//! Client-side bearer session keeper: proactive expiry monitoring, single-flight renewal, one-shot
//! replay of rejected requests, and idempotent escalation when the session cannot be renewed.
//!
//! The entry point is [`session::Session`], an explicitly owned object that ties together the
//! [`store::CredentialStore`], the [`coordinator::RefreshCoordinator`], the
//! [`monitor::ExpirationMonitor`], and the [`escalation::EscalationHandler`]. Outbound traffic goes
//! through [`pipeline::AuthorizedClient`], which attaches the bearer credential and replays a
//! rejected request exactly once after a renewal.

#![deny(clippy::all, missing_docs, unused_crate_dependencies)]

pub mod auth;
pub mod config;
pub mod coordinator;
pub mod error;
pub mod escalation;
pub mod http;
pub mod monitor;
pub mod obs;
pub mod pipeline;
pub mod renewal;
pub mod session;
pub mod store;

mod _prelude {
	pub use std::{
		error::Error as StdError,
		fmt::{Debug, Display, Formatter, Result as FmtResult},
		future::Future,
		pin::Pin,
		sync::Arc,
	};

	pub use async_lock::Mutex as AsyncMutex;
	pub use parking_lot::{Mutex, RwLock};
	#[cfg(feature = "reqwest")]
	pub use reqwest::{Client as ReqwestClient, Error as ReqwestError};
	pub use serde::{Deserialize, Serialize};
	pub use thiserror::Error as ThisError;
	pub use time::{Duration, OffsetDateTime};
	pub use url::Url;

	pub use crate::error::{Error, Result};
}

#[cfg(feature = "reqwest")] pub use reqwest;
pub use url;
#[cfg(test)] use {color_eyre as _, httpmock as _};
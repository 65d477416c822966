//! Session tuning knobs and auth endpoint locations.

// self
use crate::{_prelude::*, error::ConfigError};

/// Tunables for proactive monitoring and reactive replay.
#[derive(Clone, Debug, PartialEq, Eq, Serialize, Deserialize)]
#[serde(try_from = "RawSessionConfig", into = "RawSessionConfig")]
pub struct SessionConfig {
	/// Remaining lifetime below which the monitor attempts a proactive renewal.
	pub warning_threshold: Duration,
	/// Interval between two monitor checks.
	pub poll_interval: Duration,
	/// Replays allowed per request after a rejection; fixed at one.
	pub max_retries_per_request: u8,
}
impl SessionConfig {
	/// Default warning threshold (30 minutes).
	pub const DEFAULT_WARNING_THRESHOLD: Duration = Duration::minutes(30);
	/// Default monitor poll interval (30 seconds).
	pub const DEFAULT_POLL_INTERVAL: Duration = Duration::seconds(30);
	/// The only supported replay budget.
	pub const MAX_RETRIES_PER_REQUEST: u8 = 1;

	/// Overrides the warning threshold.
	pub fn with_warning_threshold(mut self, threshold: Duration) -> Self {
		self.warning_threshold = threshold;

		self
	}

	/// Overrides the monitor poll interval.
	pub fn with_poll_interval(mut self, interval: Duration) -> Self {
		self.poll_interval = interval;

		self
	}

	/// Checks the invariants the monitor and pipeline rely on.
	///
	/// The poll interval must be whole seconds and the threshold whole minutes, matching the units
	/// of the serialized form.
	pub fn validate(&self) -> Result<(), ConfigError> {
		if !self.poll_interval.is_positive() {
			return Err(ConfigError::NonPositivePollInterval);
		}
		if self.poll_interval.subsec_nanoseconds() != 0 {
			return Err(ConfigError::FractionalPollInterval);
		}
		if self.warning_threshold.is_negative() {
			return Err(ConfigError::NegativeWarningThreshold);
		}
		if self.warning_threshold.subsec_nanoseconds() != 0
			|| self.warning_threshold.whole_seconds() % 60 != 0
		{
			return Err(ConfigError::FractionalWarningThreshold);
		}
		if self.max_retries_per_request != Self::MAX_RETRIES_PER_REQUEST {
			return Err(ConfigError::UnsupportedRetryBudget {
				requested: self.max_retries_per_request,
			});
		}

		Ok(())
	}

	/// Poll interval as a [`std::time::Duration`] for the async timer.
	pub(crate) fn poll_period(&self) -> std::time::Duration {
		std::time::Duration::try_from(self.poll_interval)
			.unwrap_or(std::time::Duration::from_secs(30))
	}
}
impl Default for SessionConfig {
	fn default() -> Self {
		Self {
			warning_threshold: Self::DEFAULT_WARNING_THRESHOLD,
			poll_interval: Self::DEFAULT_POLL_INTERVAL,
			max_retries_per_request: Self::MAX_RETRIES_PER_REQUEST,
		}
	}
}

/// Wire shape of [`SessionConfig`]: whole minutes and seconds.
#[derive(Clone, Debug, Serialize, Deserialize)]
#[serde(default)]
struct RawSessionConfig {
	warning_threshold_minutes: i64,
	poll_interval_seconds: i64,
	max_retries_per_request: u8,
}
impl Default for RawSessionConfig {
	fn default() -> Self {
		SessionConfig::default().into()
	}
}
impl TryFrom<RawSessionConfig> for SessionConfig {
	type Error = ConfigError;

	fn try_from(raw: RawSessionConfig) -> Result<Self, Self::Error> {
		let minutes = raw.warning_threshold_minutes;
		let threshold_seconds = minutes
			.checked_mul(60)
			.ok_or(ConfigError::WarningThresholdOutOfRange { minutes })?;
		let config = Self {
			warning_threshold: Duration::seconds(threshold_seconds),
			poll_interval: Duration::seconds(raw.poll_interval_seconds),
			max_retries_per_request: raw.max_retries_per_request,
		};

		config.validate()?;

		Ok(config)
	}
}
impl From<SessionConfig> for RawSessionConfig {
	fn from(config: SessionConfig) -> Self {
		Self {
			warning_threshold_minutes: config.warning_threshold.whole_minutes(),
			poll_interval_seconds: config.poll_interval.whole_seconds(),
			max_retries_per_request: config.max_retries_per_request,
		}
	}
}

/// Locations of the remote auth endpoints.
#[derive(Clone, Debug, PartialEq, Eq, Serialize, Deserialize)]
pub struct AuthEndpoints {
	/// Sign-in endpoint accepting `{email, password}`.
	pub login: Url,
	/// Renewal endpoint; renewal material travels in an HTTP-only cookie.
	pub renewal: Url,
	/// Optional sign-out endpoint notified on explicit sign-out.
	pub logout: Option<Url>,
}
impl AuthEndpoints {
	const LOGIN_PATH: &'static str = "api/auth/login/";
	const LOGOUT_PATH: &'static str = "api/auth/logout/";
	const RENEWAL_PATH: &'static str = "api/token/refresh/";

	/// Derives the default endpoint layout from a base URL.
	///
	/// The base should end with `/`; otherwise its last path segment is replaced when joining.
	pub fn from_base(base: &Url) -> Result<Self, ConfigError> {
		let join = |path: &'static str| {
			base.join(path).map_err(|source| ConfigError::InvalidEndpoint { path, source })
		};

		Ok(Self {
			login: join(Self::LOGIN_PATH)?,
			renewal: join(Self::RENEWAL_PATH)?,
			logout: Some(join(Self::LOGOUT_PATH)?),
		})
	}
}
-.-.-
*What you have to do*: Across the entries above, how many lines include "Mutex"? State only that number.

*Written solution*: 2